● WHAT YOU SHOULD DO:
Within the records below, filter for lines carrying the word "PunctuationMultipliers" and copy them.

Stored data:

┄┄┄┄┄┄┄┄┄┄

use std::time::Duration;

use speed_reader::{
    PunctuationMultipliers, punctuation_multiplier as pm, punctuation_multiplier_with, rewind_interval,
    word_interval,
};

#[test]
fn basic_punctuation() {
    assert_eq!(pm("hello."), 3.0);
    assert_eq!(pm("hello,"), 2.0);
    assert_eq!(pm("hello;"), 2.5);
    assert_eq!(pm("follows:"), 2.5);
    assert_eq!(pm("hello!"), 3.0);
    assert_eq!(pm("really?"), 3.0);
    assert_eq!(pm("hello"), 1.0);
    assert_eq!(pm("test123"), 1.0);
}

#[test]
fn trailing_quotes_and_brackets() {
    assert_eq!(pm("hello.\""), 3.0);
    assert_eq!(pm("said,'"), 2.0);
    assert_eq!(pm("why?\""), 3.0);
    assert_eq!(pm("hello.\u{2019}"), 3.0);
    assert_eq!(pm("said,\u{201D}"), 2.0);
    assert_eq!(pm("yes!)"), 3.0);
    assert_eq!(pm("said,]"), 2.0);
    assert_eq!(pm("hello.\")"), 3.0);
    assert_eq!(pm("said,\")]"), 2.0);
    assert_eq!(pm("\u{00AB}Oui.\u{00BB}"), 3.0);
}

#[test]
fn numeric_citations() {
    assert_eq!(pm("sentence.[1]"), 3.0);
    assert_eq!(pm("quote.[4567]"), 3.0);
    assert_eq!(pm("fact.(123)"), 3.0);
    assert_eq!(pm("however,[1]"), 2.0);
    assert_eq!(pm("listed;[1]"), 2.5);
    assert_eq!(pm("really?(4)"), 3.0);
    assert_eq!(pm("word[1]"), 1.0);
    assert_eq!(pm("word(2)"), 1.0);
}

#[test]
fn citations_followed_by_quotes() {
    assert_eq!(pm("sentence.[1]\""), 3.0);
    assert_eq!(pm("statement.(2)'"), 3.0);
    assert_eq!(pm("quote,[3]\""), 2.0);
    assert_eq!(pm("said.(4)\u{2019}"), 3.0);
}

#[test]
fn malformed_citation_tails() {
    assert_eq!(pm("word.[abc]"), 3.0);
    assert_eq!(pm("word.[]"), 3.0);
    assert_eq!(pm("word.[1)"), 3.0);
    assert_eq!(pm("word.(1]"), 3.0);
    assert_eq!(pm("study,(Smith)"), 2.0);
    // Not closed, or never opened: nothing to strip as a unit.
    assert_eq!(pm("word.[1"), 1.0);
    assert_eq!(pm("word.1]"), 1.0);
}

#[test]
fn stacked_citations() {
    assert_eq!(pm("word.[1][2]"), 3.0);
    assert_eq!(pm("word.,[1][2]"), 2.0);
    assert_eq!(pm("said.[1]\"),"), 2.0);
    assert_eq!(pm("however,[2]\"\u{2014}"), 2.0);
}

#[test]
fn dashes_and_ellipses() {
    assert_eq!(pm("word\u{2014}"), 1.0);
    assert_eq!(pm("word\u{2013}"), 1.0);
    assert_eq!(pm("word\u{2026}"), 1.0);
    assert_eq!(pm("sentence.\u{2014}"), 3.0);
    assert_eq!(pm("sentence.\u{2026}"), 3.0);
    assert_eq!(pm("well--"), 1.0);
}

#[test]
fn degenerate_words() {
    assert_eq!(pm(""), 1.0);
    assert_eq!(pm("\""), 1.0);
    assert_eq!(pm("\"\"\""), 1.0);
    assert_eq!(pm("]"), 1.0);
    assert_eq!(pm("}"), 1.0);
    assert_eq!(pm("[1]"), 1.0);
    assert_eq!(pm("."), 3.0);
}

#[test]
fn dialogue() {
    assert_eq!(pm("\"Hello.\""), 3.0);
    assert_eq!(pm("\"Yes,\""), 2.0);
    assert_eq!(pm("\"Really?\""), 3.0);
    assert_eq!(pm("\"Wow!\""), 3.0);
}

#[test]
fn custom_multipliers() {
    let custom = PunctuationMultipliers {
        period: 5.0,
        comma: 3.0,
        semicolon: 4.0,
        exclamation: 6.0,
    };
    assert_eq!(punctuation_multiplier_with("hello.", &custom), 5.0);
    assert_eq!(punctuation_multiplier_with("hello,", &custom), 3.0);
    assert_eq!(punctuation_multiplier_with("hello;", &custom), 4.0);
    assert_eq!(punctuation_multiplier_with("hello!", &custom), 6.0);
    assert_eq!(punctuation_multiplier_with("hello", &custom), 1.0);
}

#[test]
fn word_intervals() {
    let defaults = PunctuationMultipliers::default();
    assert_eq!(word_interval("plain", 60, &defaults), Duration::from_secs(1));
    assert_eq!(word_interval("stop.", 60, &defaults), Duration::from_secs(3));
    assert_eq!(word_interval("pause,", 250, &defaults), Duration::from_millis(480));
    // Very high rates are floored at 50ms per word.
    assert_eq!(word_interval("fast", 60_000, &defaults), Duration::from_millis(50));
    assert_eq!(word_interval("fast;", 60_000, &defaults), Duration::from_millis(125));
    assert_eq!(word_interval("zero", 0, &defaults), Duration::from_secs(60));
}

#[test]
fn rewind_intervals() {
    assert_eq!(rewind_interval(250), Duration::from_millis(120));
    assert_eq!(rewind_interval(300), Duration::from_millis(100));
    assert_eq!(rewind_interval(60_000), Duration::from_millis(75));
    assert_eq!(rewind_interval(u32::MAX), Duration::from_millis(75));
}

┄┄┄┄┄┄┄┄┄┄

● WRITTEN RESPONSE:
    PunctuationMultipliers, punctuation_multiplier as pm, punctuation_multiplier_with, rewind_interval,
    let custom = PunctuationMultipliers {
    let defaults = PunctuationMultipliers::default();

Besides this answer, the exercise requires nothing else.